Tranche de Miaougraphie, saupoudré d’un peu de deuil
J’ai déjà souligné plusieurs traits de la personnalité de Clément et quelques événements marquants de sa longue existence de félin, mais je n’ai pas osé adresser ce constat que je ne me suis pourtant jamais gênée d’adresser lorsque je discutais de mon chat avec mes proches qui le connaissaient.
En fait voilà, nous habitions avec un chat qui ne semblait pas savoir ce que c’était que d’être un chat ! Clément se croyait aussi, si ce n’est plus, humain que nous. Mon conjoint a mentionné dans l’éloge qu’il a rédigée pour la cérémonie funéraire de la fin de semaine passée que Clément est devenu notre égal au fil des années. J’ajouterais qu’il l’est devenu parce qu’il se comportait comme notre égal de bien des façons. J’ai toujours pensé que cela était en partie dû à ses premiers mois de vie, avant que nous l’accueillions dans notre famille. Je l’ai écrit dans son portrait, Clément s’est trouvé orphelin très tôt. Sa mère n’a probablement pas eu le temps de lui enseigner tout ce qu’elle aurait dû lui montrer. Il a donc été élevé par des humains, mais en plus, dans sa plus tendre enfance, il a été en contact avec ma nièce la plus âgée qui, à l’époque, n’avait que deux ans. On aurait dit qu’en la voyant se développer à un rythme comparable au sien, à ce moment-là de sa vie, il l’avait pris comme modèle.
Ainsi, bébé chat ne voulait pas boire dans un bol. Ainsi, il ne voulait pas manger, sauf si nous étions nous-mêmes en train de manger. Ainsi, il voulait toujours être à notre hauteur. Ainsi, il ne savait pas se nettoyer avec sa langue. Au moins, il n’a pas eu de problème à comprendre le principe de la litière…
Bien qu’il voulait être à notre hauteur, chaton n’aimait pas que nous le prenions dans nos bras pendant les trois-quatre premières années de son existence ; il gigotait sans cesse jusqu’à ce que nous le déposions ou qu’il se jette hors de nos bras. Toutefois, attention, adorable Clément ne savait pas tomber sur ses pattes ! Oh non ! Il se laissait choir sur le côté, peu importe s’il sautait ou si nous le laissions aller à une faible distance du sol ou non. Il s’était tout de même amélioré avec les années et nous avions également compris qu’en le laissant aller d’une certaine façon, il avait plus de chance d’atterrir sur ses pattes.
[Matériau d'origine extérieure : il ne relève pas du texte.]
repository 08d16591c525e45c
use std::path::PathBuf;

use thiserror::Error;

#[derive(Debug, Error)]
pub enum Error {
    #[error("Invalid configuration: {0}")]
    InvalidConfig(String),

    #[error("Not found: {0}")]
    NotFound(String),

    #[error("Embedding failed: {0}")]
    Embedding(String),

    #[error("Vector store unavailable: {0}")]
    StoreUnavailable(String),

    #[error("Vector store rejected operation: {0}")]
    Store(String),

    #[error("Malformed record {key}: {reason}")]
    MalformedRecord { key: String, reason: String },

    #[error("Dimension mismatch: expected {expected}, got {actual}")]
    DimensionMismatch { expected: usize, actual: usize },

    #[error("Zero-magnitude vector cannot be scored")]
    DegenerateVector,

    #[error("Failed to read {path}: {source}")]
    Io {
        path: PathBuf,
        #[source]
        source: std::io::Error,
    },
}

impl Error {
    /// Failures scoped to one record or document; the surrounding batch keeps going.
    pub fn is_per_item(&self) -> bool {
        matches!(
            self,
            Error::Embedding(_)
                | Error::MalformedRecord { .. }
                | Error::DimensionMismatch { .. }
                | Error::DegenerateVector
        )
    }
}

pub type Result<T> = std::result::Result<T, Error>;
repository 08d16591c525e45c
//! The key-value seam underneath [`crate::VectorStore`].
//!
//! A record is a small hash of named byte fields. Backends only need
//! whole-record upsert, point lookup and a prefix scan; they never look
//! inside the fields.

use std::collections::HashMap;
use std::sync::RwLock;

use crate::error::{Error, Result};

pub type Fields = HashMap<String, Vec<u8>>;

pub trait KvStore: Send + Sync {
    /// Replace every field of `key` with `fields` in one step. Readers never
    /// observe a mix of old and new fields.
    fn put_fields(&self, key: &str, fields: &[(&str, &[u8])]) -> Result<()>;

    /// All fields of `key`, or `None` when the key does not exist.
    fn get_fields(&self, key: &str) -> Result<Option<Fields>>;

    /// Every key starting with `prefix`. Order is backend-defined.
    fn scan_prefix(&self, prefix: &str) -> Result<Vec<String>>;
}

/// In-process [`KvStore`]. Scans return keys in first-insertion order.
#[derive(Debug, Default)]
pub struct MemoryKv {
    inner: RwLock<MemoryInner>,
}

#[derive(Debug, Default)]
struct MemoryInner {
    order: Vec<String>,
    records: HashMap<String, Fields>,
}

impl MemoryKv {
    pub fn new() -> Self {
        Self::default()
    }
}

fn poisoned() -> Error {
    Error::StoreUnavailable("in-memory store lock poisoned".to_string())
}

impl KvStore for MemoryKv {
    fn put_fields(&self, key: &str, fields: &[(&str, &[u8])]) -> Result<()> {
        let record: Fields = fields.iter().map(|(name, value)| (name.to_string(), value.to_vec())).collect();
        let mut inner = self.inner.write().map_err(|_| poisoned())?;
        if inner.records.insert(key.to_string(), record).is_none() {
            inner.order.push(key.to_string());
        }
        Ok(())
    }

    fn get_fields(&self, key: &str) -> Result<Option<Fields>> {
        let inner = self.inner.read().map_err(|_| poisoned())?;
        Ok(inner.records.get(key).cloned())
    }

    fn scan_prefix(&self, prefix: &str) -> Result<Vec<String>> {
        let inner = self.inner.read().map_err(|_| poisoned())?;
        Ok(inner.order.iter().filter(|k| k.starts_with(prefix)).cloned().collect())
    }
}
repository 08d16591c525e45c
use candle_core::Device;
use tracing::info;

pub fn select_device() -> Device {
    #[cfg(feature = "metal")]
    {
        match Device::new_metal(0) {
            Ok(dev) => {
                info!("embedding device: Metal (MPS)");
                return dev;
            }
            Err(e) => tracing::warn!(error = %e, "Metal unavailable, falling back to CPU"),
        }
    }
    info!("embedding device: CPU");
    Device::Cpu
}
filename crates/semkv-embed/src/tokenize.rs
use anyhow::{anyhow, ensure, Result};
use candle_core::{Device, Tensor};
use tokenizers::Tokenizer;

/// Encodes one text as `[1, T]` id and mask tensors, truncated to `max_len`
/// tokens. No padding: a single sequence needs none.
pub fn tokenize_on_device(
    tokenizer: &Tokenizer,
    text: &str,
    max_len: usize,
    device: &Device,
) -> Result<(Tensor, Tensor)> {
    let enc = tokenizer.encode(text, true).map_err(|e| anyhow!("Tokenization failed: {}", e))?;
    let mut ids = enc.get_ids().to_vec();
    let mut mask = enc.get_attention_mask().to_vec();
    if ids.len() > max_len {
        ids.truncate(max_len);
        mask.truncate(max_len);
    }
    ensure!(!ids.is_empty(), "text produced no tokens");
    let input_ids = Tensor::new(ids.as_slice(), device)?.unsqueeze(0)?;
    let attention_mask = Tensor::new(mask.as_slice(), device)?.unsqueeze(0)?;
    Ok((input_ids, attention_mask))
}
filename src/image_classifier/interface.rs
use crate::device_camera::interface::Frame;
use std::fmt;

#[derive(Debug, Clone, Copy, PartialEq, Eq, Hash)]
pub enum FlowerLabel {
    Daisy,
    Dandelion,
    Rose,
    Sunflower,
    Tulip,
}

/// Output order of the model. Index `i` of the score vector belongs to `FLOWER_LABELS[i]`.
pub const FLOWER_LABELS: [FlowerLabel; 5] = [
    FlowerLabel::Daisy,
    FlowerLabel::Dandelion,
    FlowerLabel::Rose,
    FlowerLabel::Sunflower,
    FlowerLabel::Tulip,
];

impl FlowerLabel {
    pub fn from_index(index: usize) -> Option<Self> {
        FLOWER_LABELS.get(index).copied()
    }

    pub fn name(&self) -> &'static str {
        match self {
            FlowerLabel::Daisy => "Daisy",
            FlowerLabel::Dandelion => "Dandelion",
            FlowerLabel::Rose => "Rose",
            FlowerLabel::Sunflower => "Sunflower",
            FlowerLabel::Tulip => "Tulip",
        }
    }
}

impl fmt::Display for FlowerLabel {
    fn fmt(&self, f: &mut fmt::Formatter<'_>) -> fmt::Result {
        f.write_str(self.name())
    }
}

/// Result of one classification run.
#[derive(Debug, Clone, Copy, PartialEq)]
pub struct Outcome {
    pub label: FlowerLabel,
    pub confidence: f32,
}

#[derive(Debug, Clone, PartialEq)]
pub enum ClassifyError {
    NoFrame,
    ModelNotLoaded,
    UnexpectedOutputLength { expected: usize, actual: usize },
    InvalidScore { index: usize, score: f32 },
}

impl fmt::Display for ClassifyError {
    fn fmt(&self, f: &mut fmt::Formatter<'_>) -> fmt::Result {
        match self {
            ClassifyError::NoFrame => write!(f, "no camera frame available"),
            ClassifyError::ModelNotLoaded => write!(f, "model has not finished loading"),
            ClassifyError::UnexpectedOutputLength { expected, actual } => {
                write!(f, "model returned {actual} scores, expected {expected}")
            }
            ClassifyError::InvalidScore { index, score } => {
                write!(f, "score {score} at index {index} is not in [0, 1]")
            }
        }
    }
}

impl std::error::Error for ClassifyError {}

pub trait ImageClassifier {
    /// Loads the model artifact. Calling it again after success is a no-op.
    fn load(&self) -> Result<(), Box<dyn std::error::Error + Send + Sync>>;

    fn is_loaded(&self) -> bool;

    /// Runs the forward pass and returns one score per entry of `FLOWER_LABELS`.
    fn infer(&self, frame: &Frame) -> Result<Vec<f32>, Box<dyn std::error::Error + Send + Sync>>;
}
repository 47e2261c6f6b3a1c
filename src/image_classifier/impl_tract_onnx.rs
use crate::device_camera::interface::Frame;
use crate::image_classifier::interface::{ClassifyError, ImageClassifier};
use crate::image_classifier::model_config::ModelConfig;
use crate::image_classifier::preprocess::frame_to_tensor;
use crate::library::logger::interface::Logger;
use std::sync::{Arc, OnceLock};
use tract_onnx::prelude::*;

type TractPlan = SimplePlan<TypedFact, Box<dyn TypedOp>, TypedModel>;

pub struct ImageClassifierTractOnnx {
    config: ModelConfig,
    plan: OnceLock<TractPlan>,
    logger: Arc<dyn Logger + Send + Sync>,
}

impl ImageClassifierTractOnnx {
    pub fn new(config: ModelConfig, logger: Arc<dyn Logger + Send + Sync>) -> Self {
        Self {
            config,
            plan: OnceLock::new(),
            logger: logger.with_namespace("image_classifier").with_namespace("tract_onnx"),
        }
    }
}

impl ImageClassifier for ImageClassifierTractOnnx {
    fn load(&self) -> Result<(), Box<dyn std::error::Error + Send + Sync>> {
        if self.plan.get().is_some() {
            return Ok(());
        }

        self.logger.info(&format!(
            "Loading model from {}...",
            self.config.onnx_model_path
        ))?;

        let (height, width) = self.config.input_shape;
        let plan = tract_onnx::onnx()
            .model_for_path(&self.config.onnx_model_path)?
            .with_input_fact(0, f32::fact([1, height as usize, width as usize, 3]).into())?
            .into_optimized()?
            .into_runnable()?;

        // A concurrent load may have won; its plan is equivalent.
        let _ = self.plan.set(plan);

        self.logger.info("Model loaded")?;
        Ok(())
    }

    fn is_loaded(&self) -> bool {
        self.plan.get().is_some()
    }

    fn infer(&self, frame: &Frame) -> Result<Vec<f32>, Box<dyn std::error::Error + Send + Sync>> {
        let plan = self.plan.get().ok_or(ClassifyError::ModelNotLoaded)?;

        let input = frame_to_tensor(frame, self.config.capture_size, self.config.input_shape);
        let outputs = plan.run(tvec!(input.into_tvalue()))?;
        let output = outputs[0].to_array_view::<f32>()?;

        Ok(output.iter().copied().collect())
    }
}

#[cfg(test)]
mod tests {
    use super::*;
    use crate::library::logger::impl_fake::LoggerFake;
    use image::{Rgb, RgbImage};

    fn missing_model_classifier() -> ImageClassifierTractOnnx {
        ImageClassifierTractOnnx::new(
            ModelConfig {
                onnx_model_path: "./does/not/exist/model.onnx".to_string(),
                capture_size: 400,
                input_shape: (224, 224),
            },
            Arc::new(LoggerFake::new()),
        )
    }

    #[test]
    fn test_missing_model_fails_to_load() {
        let classifier = missing_model_classifier();

        assert!(classifier.load().is_err());
        assert!(!classifier.is_loaded());
    }

    #[test]
    fn test_infer_before_load_is_rejected() {
        let classifier = missing_model_classifier();
        let frame = Frame::new(RgbImage::from_pixel(400, 400, Rgb([0, 0, 0])));

        let error = classifier.infer(&frame).unwrap_err();

        assert_eq!(error.to_string(), ClassifyError::ModelNotLoaded.to_string());
    }
}
use crate::device_camera::interface::FacingMode;
use crate::flower_recognizer::core::{Model, ModelCamera, ModelClassifier};
use crate::image_classifier::interface::Outcome;

pub const TITLE: &str = "Flower Recognition App";

#[derive(Clone, Debug, PartialEq)]
pub struct View {
    pub title: &'static str,
    pub classify_button: ButtonView,
    pub switch_camera_button: ButtonView,
    /// The user-facing camera is shown like a mirror.
    pub mirror_preview: bool,
    pub status: Option<String>,
    pub result: Option<ResultPanel>,
}

#[derive(Clone, Debug, PartialEq, Eq)]
pub struct ButtonView {
    pub label: &'static str,
    pub enabled: bool,
    pub spinner: bool,
}

#[derive(Clone, Debug, PartialEq, Eq)]
pub struct ResultPanel {
    pub title: &'static str,
    pub flower: String,
    pub confidence: String,
}

pub fn render(model: &Model) -> View {
    View {
        title: TITLE,
        classify_button: ButtonView {
            label: if model.busy {
                "Recognizing..."
            } else {
                "Recognize Flower"
            },
            enabled: model.can_trigger_classify(),
            spinner: model.busy,
        },
        switch_camera_button: ButtonView {
            label: "Switch Camera",
            enabled: true,
            spinner: false,
        },
        mirror_preview: model.facing_mode == FacingMode::User,
        status: render_status(model),
        result: model.outcome.as_ref().map(render_result),
    }
}

pub fn render_result(outcome: &Outcome) -> ResultPanel {
    ResultPanel {
        title: "Recognition Result",
        flower: outcome.label.name().to_string(),
        confidence: format_confidence(outcome.confidence),
    }
}

/// `0.87231` becomes `"87.23%"`.
pub fn format_confidence(confidence: f32) -> String {
    format!("{:.2}%", f64::from(confidence) * 100.0)
}

fn render_status(model: &Model) -> Option<String> {
    if let ModelClassifier::Failed(reason) = &model.classifier {
        return Some(format!("Model failed to load: {}", reason));
    }
    if let ModelCamera::Unavailable(reason) = &model.camera {
        return Some(format!("Camera unavailable: {}", reason));
    }
    if let Some(reason) = &model.classify_error {
        return Some(format!("Recognition failed: {}", reason));
    }
    match (&model.classifier, &model.camera) {
        (ModelClassifier::Loading, _) => Some("Loading model...".to_string()),
        (_, ModelCamera::Acquiring) => Some("Starting camera...".to_string()),
        _ => None,
    }
}

#[cfg(test)]
mod tests {
    use super::*;
    use crate::image_classifier::interface::FlowerLabel;

    fn ready_model() -> Model {
        Model {
            classifier: ModelClassifier::Loaded,
            camera: ModelCamera::Live,
            ..Model::init(FacingMode::Environment)
        }
    }

    #[test]
    fn test_format_confidence() {
        assert_eq!(format_confidence(0.87231), "87.23%");
        assert_eq!(format_confidence(1.0), "100.00%");
        assert_eq!(format_confidence(0.0), "0.00%");
        assert_eq!(format_confidence(0.5), "50.00%");
    }

    #[test]
    fn test_no_outcome_renders_no_panel() {
        let view = render(&ready_model());

        assert_eq!(view.result, None);
        assert_eq!(view.status, None);
    }

    #[test]
    fn test_outcome_renders_panel() {
        let model = Model {
            outcome: Some(Outcome {
                label: FlowerLabel::Tulip,
                confidence: 0.87231,
            }),
            ..ready_model()
        };

        let view = render(&model);

        assert_eq!(
            view.result,
            Some(ResultPanel {
                title: "Recognition Result",
                flower: "Tulip".to_string(),
                confidence: "87.23%".to_string(),
            })
        );
    }

    #[test]
    fn test_classify_button_states() {
        let loading = render(&Model::init(FacingMode::Environment));
        assert!(!loading.classify_button.enabled);
        assert_eq!(loading.classify_button.label, "Recognize Flower");
        assert_eq!(loading.status.as_deref(), Some("Loading model..."));

        let ready = render(&ready_model());
        assert!(ready.classify_button.enabled);
        assert!(!ready.classify_button.spinner);

        let busy = render(&Model {
            busy: true,
            ..ready_model()
        });
        assert!(!busy.classify_button.enabled);
        assert!(busy.classify_button.spinner);
        assert_eq!(busy.classify_button.label, "Recognizing...");
    }

    #[test]
    fn test_switch_camera_is_always_enabled() {
        let models = [
            Model::init(FacingMode::User),
            ready_model(),
            Model {
                busy: true,
                ..ready_model()
            },
            Model {
                camera: ModelCamera::Unavailable("denied".to_string()),
                ..ready_model()
            },
        ];

        for model in &models {
            let view = render(model);
            assert!(view.switch_camera_button.enabled);
            assert_eq!(view.switch_camera_button.label, "Switch Camera");
        }
    }

    #[test]
    fn test_user_facing_preview_is_mirrored() {
        assert!(render(&Model::init(FacingMode::User)).mirror_preview);
        assert!(!render(&Model::init(FacingMode::Environment)).mirror_preview);
    }

    #[test]
    fn test_failures_are_surfaced() {
        let model = Model {
            camera: ModelCamera::Unavailable("permission denied".to_string()),
            ..ready_model()
        };
        assert_eq!(
            render(&model).status.as_deref(),
            Some("Camera unavailable: permission denied")
        );

        let model = Model {
            classifier: ModelClassifier::Failed("missing file".to_string()),
            ..ready_model()
        };
        let view = render(&model);
        assert!(!view.classify_button.enabled);
        assert_eq!(
            view.status.as_deref(),
            Some("Model failed to load: missing file")
        );
    }
}
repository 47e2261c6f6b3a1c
use crate::library::logger::interface::Logger;
use chrono::Utc;
use std::io::Write;
use std::sync::Arc;

#[derive(Debug, Clone)]
pub struct LoggerConsole {
    namespace: Option<String>,
    timezone: chrono::FixedOffset,
}

impl LoggerConsole {
    pub fn new(timezone: chrono::FixedOffset) -> Self {
        Self {
            namespace: None,
            timezone,
        }
    }

    fn format_line(&self, message: &str) -> String {
        let local_time = Utc::now().with_timezone(&self.timezone);
        let formatted = local_time.format("%Y-%m-%d %I:%M:%S%.3f %p");
        match &self.namespace {
            Some(namespace) => format!("[{}] {}: {}", formatted, namespace, message),
            None => format!("[{}] {}", formatted, message),
        }
    }
}

impl Logger for LoggerConsole {
    fn info(&self, message: &str) -> Result<(), Box<dyn std::error::Error + Send + Sync>> {
        let line = self.format_line(message);
        writeln!(std::io::stdout().lock(), "{}", line)?;
        Ok(())
    }

    fn error(&self, message: &str) -> Result<(), Box<dyn std::error::Error + Send + Sync>> {
        let line = self.format_line(message);
        writeln!(std::io::stderr().lock(), "{}", line)?;
        Ok(())
    }

    fn with_namespace(&self, namespace: &str) -> Arc<dyn Logger + Send + Sync> {
        let new_namespace = match &self.namespace {
            Some(current) => format!("{}:{}", current, namespace),
            None => namespace.to_string(),
        };

        Arc::new(LoggerConsole {
            namespace: Some(new_namespace),
            timezone: self.timezone,
        })
    }
}
use crate::device_camera::interface::Frame;
use image::{imageops, RgbImage};
use tract_onnx::prelude::*;

/// Scales the whole frame into a `size`x`size` square, the way a canvas
/// `drawImage(video, 0, 0, size, size)` would.
pub fn draw_to_capture_square(frame: &Frame, size: u32) -> RgbImage {
    let image = frame.image();
    if image.width() == size && image.height() == size {
        image.clone()
    } else {
        imageops::resize(image, size, size, imageops::FilterType::Triangle)
    }
}

/// Top-left `width`x`height` region of `buffer`. Pixels outside the buffer are black.
pub fn crop_top_left(buffer: &RgbImage, width: u32, height: u32) -> RgbImage {
    let mut cropped = RgbImage::new(width, height);
    let copy_width = width.min(buffer.width());
    let copy_height = height.min(buffer.height());

    for y in 0..copy_height {
        for x in 0..copy_width {
            cropped.put_pixel(x, y, *buffer.get_pixel(x, y));
        }
    }

    cropped
}

/// NHWC float tensor with a batch of one, channels scaled into [0, 1].
pub fn image_to_tensor(image: &RgbImage) -> Tensor {
    let (width, height) = (image.width() as usize, image.height() as usize);
    tract_ndarray::Array4::from_shape_fn((1, height, width, 3), |(_, y, x, c)| {
        image.get_pixel(x as u32, y as u32)[c] as f32 / 255.0
    })
    .into_tensor()
}

pub fn frame_to_tensor(frame: &Frame, capture_size: u32, input_shape: (u32, u32)) -> Tensor {
    let square = draw_to_capture_square(frame, capture_size);
    let (height, width) = input_shape;
    let cropped = crop_top_left(&square, width, height);
    image_to_tensor(&cropped)
}
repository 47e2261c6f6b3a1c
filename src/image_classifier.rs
pub mod impl_fake;
pub mod impl_tract_onnx;
pub mod interface;
pub mod model_config;
pub mod pipeline;
pub mod preprocess;
pub mod impl_gui;
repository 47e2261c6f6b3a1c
use std::sync::Arc;

pub trait Logger: Send + Sync {
    fn info(&self, message: &str) -> Result<(), Box<dyn std::error::Error + Send + Sync>>;
    fn error(&self, message: &str) -> Result<(), Box<dyn std::error::Error + Send + Sync>>;
    fn with_namespace(&self, namespace: &str) -> Arc<dyn Logger + Send + Sync>;
}
use crate::library::logger::interface::Logger;
use image::RgbImage;
use std::sync::Arc;

/// Which physical camera to use: the one facing the user or the one facing away.
#[derive(Debug, Clone, Copy, PartialEq, Eq, Hash, Default, clap::ValueEnum)]
pub enum FacingMode {
    User,
    #[default]
    Environment,
}

impl FacingMode {
    pub fn toggle(self) -> Self {
        match self {
            FacingMode::User => FacingMode::Environment,
            FacingMode::Environment => FacingMode::User,
        }
    }

    pub fn as_str(&self) -> &'static str {
        match self {
            FacingMode::User => "user",
            FacingMode::Environment => "environment",
        }
    }
}

impl std::fmt::Display for FacingMode {
    fn fmt(&self, f: &mut std::fmt::Formatter<'_>) -> std::fmt::Result {
        f.write_str(self.as_str())
    }
}

/// One RGB frame pulled from a live stream. Cloning is cheap.
#[derive(Debug, Clone, PartialEq)]
pub struct Frame {
    image: Arc<RgbImage>,
}

impl Frame {
    pub fn new(image: RgbImage) -> Self {
        Self {
            image: Arc::new(image),
        }
    }

    pub fn from_raw(
        width: u32,
        height: u32,
        pixels: Vec<u8>,
    ) -> Result<Self, Box<dyn std::error::Error + Send + Sync>> {
        let image = RgbImage::from_raw(width, height, pixels).ok_or_else(|| {
            format!(
                "frame buffer does not match {}x{} RGB dimensions",
                width, height
            )
        })?;
        Ok(Self::new(image))
    }

    pub fn image(&self) -> &RgbImage {
        &self.image
    }

    pub fn width(&self) -> u32 {
        self.image.width()
    }

    pub fn height(&self) -> u32 {
        self.image.height()
    }
}

/// An open device stream. Dropping it must release the device.
pub trait CameraStream {
    fn capture_frame(&mut self) -> Result<Frame, Box<dyn std::error::Error + Send + Sync>>;
    fn stop(&mut self) -> Result<(), Box<dyn std::error::Error + Send + Sync>>;
}

pub trait DeviceCamera {
    fn open(
        &self,
        facing_mode: FacingMode,
        width: u32,
        height: u32,
    ) -> Result<Box<dyn CameraStream>, Box<dyn std::error::Error + Send + Sync>>;
}

/// Stops `stream` from a `Drop` impl, logging a failure instead of returning it.
pub fn stop_and_report(stream: &mut dyn CameraStream, logger: &dyn Logger) {
    if let Err(e) = stream.stop() {
        let _ = logger.error(&format!("Failed to stop camera stream: {}", e));
    }
}
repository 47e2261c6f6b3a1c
#[derive(Debug, Clone, PartialEq)]
pub struct ModelConfig {
    pub onnx_model_path: String,
    /// Side of the square buffer the frame is drawn into before cropping.
    pub capture_size: u32,
    /// (height, width) of the model input.
    pub input_shape: (u32, u32),
}
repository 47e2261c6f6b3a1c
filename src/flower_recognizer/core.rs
use crate::config::Config;
use crate::device_camera::interface::FacingMode;
use crate::image_classifier::interface::Outcome;

#[derive(Clone, Debug, PartialEq)]
pub struct Model {
    pub classifier: ModelClassifier,
    pub camera: ModelCamera,
    pub facing_mode: FacingMode,
    /// Id of the newest stream acquisition. Only its result may change `camera`.
    pub stream_request: u64,
    /// Set while a classification is in flight. Disables the trigger.
    pub busy: bool,
    pub outcome: Option<Outcome>,
    /// Why the last classification run failed, cleared by the next success.
    pub classify_error: Option<String>,
}

#[derive(Clone, Debug, PartialEq, Eq, Default)]
pub enum ModelClassifier {
    #[default]
    Loading,
    Loaded,
    Failed(String),
}

#[derive(Clone, Debug, PartialEq, Eq, Default)]
pub enum ModelCamera {
    #[default]
    Acquiring,
    Live,
    Unavailable(String),
}

impl Model {
    pub fn init(facing_mode: FacingMode) -> Self {
        Self {
            classifier: ModelClassifier::default(),
            camera: ModelCamera::default(),
            facing_mode,
            stream_request: 1,
            busy: false,
            outcome: None,
            classify_error: None,
        }
    }

    pub fn can_trigger_classify(&self) -> bool {
        self.classifier == ModelClassifier::Loaded && !self.busy
    }

    pub fn can_classify(&self) -> bool {
        self.can_trigger_classify() && self.camera == ModelCamera::Live
    }
}

#[derive(Debug)]
pub enum Event {
    ClassifierLoadDone(Result<(), Box<dyn std::error::Error + Send + Sync>>),
    StreamAcquireDone {
        request: u64,
        facing_mode: FacingMode,
        result: Result<(), Box<dyn std::error::Error + Send + Sync>>,
    },
    ClassifyPressed,
    ClassifyDone(Result<Outcome, Box<dyn std::error::Error + Send + Sync>>),
    SwitchCameraPressed,
}

#[derive(Clone, Debug, PartialEq, Eq)]
pub enum Effect {
    LoadClassifier,
    AcquireStream { request: u64, facing_mode: FacingMode },
    Classify,
}

pub fn init(config: &Config) -> (Model, Vec<Effect>) {
    let model = Model::init(config.facing_mode);
    let effects = vec![
        Effect::LoadClassifier,
        Effect::AcquireStream {
            request: model.stream_request,
            facing_mode: model.facing_mode,
        },
    ];
    (model, effects)
}

pub fn transition(_config: &Config, model: Model, event: Event) -> (Model, Vec<Effect>) {
    match event {
        Event::ClassifierLoadDone(Ok(())) => (
            Model {
                classifier: ModelClassifier::Loaded,
                ..model
            },
            vec![],
        ),

        Event::ClassifierLoadDone(Err(e)) => (
            Model {
                classifier: ModelClassifier::Failed(e.to_string()),
                ..model
            },
            vec![],
        ),

        // Superseded by a later switch, even if it was for the same mode.
        Event::StreamAcquireDone { request, .. } if request != model.stream_request => {
            (model, vec![])
        }

        Event::StreamAcquireDone {
            result: Ok(()), ..
        } => (
            Model {
                camera: ModelCamera::Live,
                ..model
            },
            vec![],
        ),

        Event::StreamAcquireDone { result: Err(e), .. } => (
            Model {
                camera: ModelCamera::Unavailable(e.to_string()),
                ..model
            },
            vec![],
        ),

        Event::SwitchCameraPressed => {
            let facing_mode = model.facing_mode.toggle();
            let request = model.stream_request + 1;
            (
                Model {
                    facing_mode,
                    stream_request: request,
                    camera: ModelCamera::Acquiring,
                    ..model
                },
                vec![Effect::AcquireStream {
                    request,
                    facing_mode,
                }],
            )
        }

        Event::ClassifyPressed if model.can_classify() => (
            Model {
                busy: true,
                ..model
            },
            vec![Effect::Classify],
        ),

        Event::ClassifyPressed => (model, vec![]),

        Event::ClassifyDone(_) if !model.busy => (model, vec![]),

        Event::ClassifyDone(Ok(outcome)) => (
            Model {
                busy: false,
                outcome: Some(outcome),
                classify_error: None,
                ..model
            },
            vec![],
        ),

        Event::ClassifyDone(Err(e)) => (
            Model {
                busy: false,
                classify_error: Some(e.to_string()),
                ..model
            },
            vec![],
        ),
    }
}
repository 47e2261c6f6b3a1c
pub mod core;
pub mod main;
pub mod render;
pub mod run_effect;
#[cfg(test)]
mod tests;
Éventuellement, notre chat a appris à apprécier le point de vue différent que nous lui offrions en le prenant dans nos bras ou en le plaçant sur notre épaule au point où il recherchait ces occasions. Comme quand Clément était impossible dans la cuisine, je le prenais dans mes bras et je lui montrais ce que j’étais en train de préparer. Une fois posé au sol, il était beaucoup plus calme, car il avait vu ce qui se tramait au-dessus du comptoir ! D’ailleurs, il ne sautait pas sur le comptoir, sauf une ou deux fois, et je me compte chanceuse que ça ne l’intéressait pas. Ça aurait été pas mal plus difficile de cuisiner avec un chat dans les pattes sur le comptoir qu’avec un chat dans les pattes sur le plancher…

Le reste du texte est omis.